On June 16, 2023, the Company entered into
a sales agreement (the "Sales Agreement"), with SVB Securities LLC ("SVB Securities") and Cantor Fitzgerald &
Co. ("Cantor"), acting as the Company's sales agents, under which may, from time to time, offer and sell ADSs through
an At-the-Market ("ATM") offering program, having an aggregate offering price of up to $100,000. Each ADS represents one of
the Company ordinary shares, par value $0.0001 per share. The Company has raised $28,608 and $16,984 in gross proceeds after deducting
sales commissions and other fees and expenses with the net proceeds $27,403 and $16,295, by issuing 731,843 ADSs, and 284,719 ADSs for
the years ended December 31, 2023, and 2024, respectively.
On April 25, 2024, the Company announced
that it entered into a securities purchase agreement with an institutional investor, for the purchase and sale of up to an aggregate of
651,380 ADSs, each ADS representing one ordinary share of the Company at a purchase price of $38.38 per ADS, and the warrants ("Existing
Warrants") to purchase up to an aggregate of 651,380 ADSs, which have an exercise price equal to $44.14 per ADS and immediately
exercisable and expiring on the five-year anniversary of the issuance, in a registered direct offering. The gross proceeds to the Company
from the offering were approximately $25,000 (before any warrant exercise), before deducting the expenses payable by the Company and net
proceeds of $24,811.
On November 3, 2024, the Company entered
into an inducement offer letter agreement for the immediate exercise of Existing Warrants to purchase up to an aggregate of 651,380 ordinary
shares of the Company originally issued in April 2024, at an exercise price of $44.14 per share.
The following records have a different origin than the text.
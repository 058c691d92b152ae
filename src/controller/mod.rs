//! Base web controller: views, JSON/HTML responses, redirects, aborts and request input.
//!
//! A `WebController` is built per request (it is an axum extractor) and owns a
//! snapshot of the request: headers, merged query/form/cookie parameters and the
//! raw body. Response helpers return axum responses; `redirect` and `abort`
//! return a [`Halt`], which handlers propagate with `?` or `return Err(..)`.

mod input;

pub use input::Inputs;

use crate::config::ViewConfig;
use crate::error::{AppError, RenderError};
use crate::view::{self, escape_value};
use axum::body::Bytes;
use axum::http::{header, request::Parts, HeaderMap, StatusCode};
use axum::response::{IntoResponse, Response};
use axum::Json;
use serde::de::DeserializeOwned;
use serde::Serialize;
use serde_json::{Map, Value};
use std::path::Path;
use std::sync::{Arc, OnceLock};

pub const JSON_CONTENT_TYPE: &str = "application/json";
pub const HTML_CONTENT_TYPE: &str = "text/html";
const FORM_CONTENT_TYPE: &str = "application/x-www-form-urlencoded";

/// Reason phrase used by `abort` for the status codes it knows; empty for the rest.
pub fn reason_phrase(code: StatusCode) -> &'static str {
    match code.as_u16() {
        400 => "Bad Request",
        401 => "Unauthorized",
        403 => "Forbidden",
        404 => "Not Found",
        422 => "Unprocessable Entity",
        500 => "Internal Server Error",
        _ => "",
    }
}

/// A finished response that ends request handling.
#[derive(Debug)]
pub struct Halt(Response);

impl Halt {
    pub fn status(&self) -> StatusCode {
        self.0.status()
    }
}

impl IntoResponse for Halt {
    fn into_response(self) -> Response {
        self.0
    }
}

impl From<AppError> for Halt {
    fn from(e: AppError) -> Self {
        Halt(e.into_response())
    }
}

/// Handler result: a normal response, or a halt decided somewhere down the call stack.
pub type Reply = Result<Response, Halt>;

pub struct WebController {
    views: Arc<ViewConfig>,
    headers: HeaderMap,
    params: Map<String, Value>,
    body: Bytes,
    request_input: OnceLock<Inputs>,
}

impl WebController {
    /// Snapshot a request. Form bodies count as parameters only when sent as
    /// `application/x-www-form-urlencoded`.
    pub fn from_parts(views: Arc<ViewConfig>, parts: &Parts, body: Bytes) -> Self {
        let mut params = parts
            .uri
            .query()
            .map(input::parse_params)
            .unwrap_or_default();
        let is_form = parts
            .headers
            .get(header::CONTENT_TYPE)
            .and_then(|v| v.to_str().ok())
            .map(|ct| ct.starts_with(FORM_CONTENT_TYPE))
            .unwrap_or(false);
        if is_form {
            params.extend(input::parse_params(&String::from_utf8_lossy(&body)));
        }
        params.extend(input::parse_cookies(
            parts
                .headers
                .get_all(header::COOKIE)
                .iter()
                .filter_map(|v| v.to_str().ok()),
        ));
        WebController {
            views,
            headers: parts.headers.clone(),
            params,
            body,
            request_input: OnceLock::new(),
        }
    }

    pub fn views(&self) -> &ViewConfig {
        &self.views
    }

    /// Override the layout for this controller; `None` renders views unwrapped.
    pub fn set_layout(&mut self, layout: Option<&str>) {
        let views = Arc::make_mut(&mut self.views);
        views.layout = layout.filter(|l| !l.is_empty()).map(str::to_string);
    }

    /// Render `<view_path>/<name>.html`, wrapped in the layout when one is configured,
    /// as an HTML 200 response. `data` is escaped, `raw` is not.
    pub async fn view<D, R>(&self, name: &str, data: &D, raw: &R) -> Result<Response, AppError>
    where
        D: Serialize + ?Sized,
        R: Serialize + ?Sized,
    {
        let data = serde_json::to_value(data).map_err(RenderError::from)?;
        let mut raw = match serde_json::to_value(raw).map_err(RenderError::from)? {
            Value::Object(map) => map,
            Value::Null => Map::new(),
            other => return Err(RenderError::Context(view::type_name(&other)).into()),
        };
        let page_raw = Value::Object(raw.clone());
        let mut output = self.render(&self.views.view_file(name), &data, &page_raw).await?;

        if let Some(layout) = self.views.layout_file() {
            raw.insert("content".into(), Value::String(output));
            output = self.render(&layout, &Value::Null, &Value::Object(raw)).await?;
        }

        Ok(self.html(output, StatusCode::OK))
    }

    /// Serialize `output` as JSON with the given status.
    pub fn json<T: Serialize + ?Sized>(&self, output: &T, code: StatusCode) -> Response {
        (code, Json(output)).into_response()
    }

    /// Redirect to `url` and stop.
    pub fn redirect(&self, url: &str) -> Halt {
        tracing::debug!(location = %url, "redirect");
        Halt((StatusCode::FOUND, [(header::LOCATION, url.to_string())]).into_response())
    }

    /// Stop with `code`. JSON requests get the reason phrase as a JSON string; others get
    /// `html` (or an empty body).
    pub fn abort(&self, code: StatusCode, html: Option<&str>) -> Halt {
        let message = reason_phrase(code);
        tracing::debug!(status = code.as_u16(), "abort");
        if self.request_is_json() {
            return Halt(self.json(message, code));
        }
        Halt(self.html(html.unwrap_or_default().to_string(), code))
    }

    pub fn html(&self, output: impl Into<String>, code: StatusCode) -> Response {
        let body: String = output.into();
        (code, [(header::CONTENT_TYPE, HTML_CONTENT_TYPE)], body).into_response()
    }

    /// Render one template file with escaped `data` and unescaped `raw` in scope.
    pub async fn render(&self, file: &Path, data: &Value, raw: &Value) -> Result<String, AppError> {
        Ok(view::render_file(file, data, raw).await?)
    }

    /// True when the Accept header is exactly `application/json`.
    pub fn request_is_json(&self) -> bool {
        self.header_line("Accept", None) == Some(JSON_CONTENT_TYPE)
    }

    /// Value of a request header, or `default` when it is absent or not visible ASCII.
    pub fn header_line<'a>(&'a self, key: &str, default: Option<&'a str>) -> Option<&'a str> {
        self.headers
            .get(key)
            .and_then(|v| v.to_str().ok())
            .or(default)
    }

    pub fn headers(&self) -> &HeaderMap {
        &self.headers
    }

    /// HTML-escape every string inside `data`, keeping its shape.
    pub fn safe<T: Serialize + ?Sized>(&self, data: &T) -> Result<Value, AppError> {
        let value = serde_json::to_value(data).map_err(RenderError::from)?;
        Ok(escape_value(&value))
    }

    /// Escape a record field-wise and return it as the same type.
    pub fn safe_record<T: Serialize + DeserializeOwned>(&self, record: &T) -> Result<T, AppError> {
        let escaped = self.safe(record)?;
        Ok(serde_json::from_value(escaped).map_err(RenderError::from)?)
    }

    /// One value from the request input. The input is normalized once per controller.
    pub fn input(&self, key: &str) -> Option<&Value> {
        self.request_input.get_or_init(|| self.inputs()).get(key)
    }

    /// Query/form/cookie parameters if there are any; else the JSON body for JSON
    /// requests; else the raw body text.
    pub fn inputs(&self) -> Inputs {
        if !self.params.is_empty() {
            return Inputs::Params(self.params.clone());
        }
        if self.request_is_json() {
            let decoded = serde_json::from_slice(&self.body).unwrap_or_else(|e| {
                tracing::debug!(error = %e, "request body is not valid JSON");
                Value::Null
            });
            return Inputs::Json(decoded);
        }
        Inputs::Raw(String::from_utf8_lossy(&self.body).into_owned())
    }
}

#[cfg(test)]
mod tests {
    use super::*;
    use axum::http::Request;
    use serde_json::json;

    fn controller(req: Request<&'static str>) -> WebController {
        let (parts, body) = req.into_parts();
        WebController::from_parts(
            Arc::new(ViewConfig::default()),
            &parts,
            Bytes::from_static(body.as_bytes()),
        )
    }

    #[test]
    fn reason_phrases() {
        assert_eq!(reason_phrase(StatusCode::NOT_FOUND), "Not Found");
        assert_eq!(reason_phrase(StatusCode::UNPROCESSABLE_ENTITY), "Unprocessable Entity");
        assert_eq!(reason_phrase(StatusCode::IM_A_TEAPOT), "");
    }

    #[test]
    fn accept_must_match_exactly() {
        let c = controller(
            Request::builder()
                .header("Accept", "application/json")
                .body("")
                .unwrap(),
        );
        assert!(c.request_is_json());
        let c = controller(
            Request::builder()
                .header("Accept", "application/json, text/html")
                .body("")
                .unwrap(),
        );
        assert!(!c.request_is_json());
    }

    #[test]
    fn header_line_falls_back_to_default() {
        let c = controller(Request::builder().header("X-Trace", "t1").body("").unwrap());
        assert_eq!(c.header_line("x-trace", None), Some("t1"));
        assert_eq!(c.header_line("X-Missing", Some("none")), Some("none"));
        assert_eq!(c.header_line("X-Missing", None), None);
    }

    #[test]
    fn params_merge_query_form_and_cookies() {
        let c = controller(
            Request::builder()
                .uri("/posts?page=2&q=rust")
                .header("Content-Type", "application/x-www-form-urlencoded")
                .header("Cookie", "q=cookie")
                .body("title=Hi&tags[]=a&tags[]=b")
                .unwrap(),
        );
        assert_eq!(
            c.inputs(),
            Inputs::Params(
                json!({"page": "2", "q": "cookie", "title": "Hi", "tags": ["a", "b"]})
                    .as_object()
                    .cloned()
                    .unwrap()
            )
        );
        assert_eq!(c.input("title"), Some(&json!("Hi")));
    }

    #[test]
    fn json_body_used_without_params() {
        let c = controller(
            Request::builder()
                .header("Accept", "application/json")
                .body(r#"{"title": "From JSON"}"#)
                .unwrap(),
        );
        assert_eq!(c.inputs(), Inputs::Json(json!({"title": "From JSON"})));
        assert_eq!(c.input("title"), Some(&json!("From JSON")));
    }

    #[test]
    fn raw_body_otherwise() {
        let c = controller(Request::builder().body("just text").unwrap());
        assert_eq!(c.inputs(), Inputs::Raw("just text".into()));
        assert_eq!(c.input("anything"), None);
    }

    #[tokio::test]
    async fn view_rejects_non_object_raw_before_rendering() {
        let c = controller(Request::builder().body("").unwrap());
        // The view file does not exist; the raw check must fail first.
        let err = c.view("missing", &json!({}), &json!(["footer"])).await.unwrap_err();
        assert!(matches!(
            err,
            AppError::Render(RenderError::Context("array"))
        ));
    }

    #[test]
    fn safe_record_escapes_fields() {
        #[derive(Serialize, serde::Deserialize, Debug, PartialEq)]
        struct Comment {
            author: String,
            votes: i64,
        }
        let c = controller(Request::builder().body("").unwrap());
        let escaped = c
            .safe_record(&Comment {
                author: "<script>".into(),
                votes: 3,
            })
            .unwrap();
        assert_eq!(
            escaped,
            Comment {
                author: "&lt;script&gt;".into(),
                votes: 3
            }
        );
    }
}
The gross proceeds to the Company
from the exercise of Existing Warrants were $28,752. In consideration for the immediate exercise of Existing Warrants for cash, the Company
issued new warrants ("November Warrants") to purchase up to 651,380 ordinary shares. The November Warrants have
an exercise price of $70.00 per share, exercisable immediately upon issuance and will expire five years from the date of issuance. If
the investor were to exercise the November Warrants in full, the gross proceeds from such new warrants would be approximately $45,597.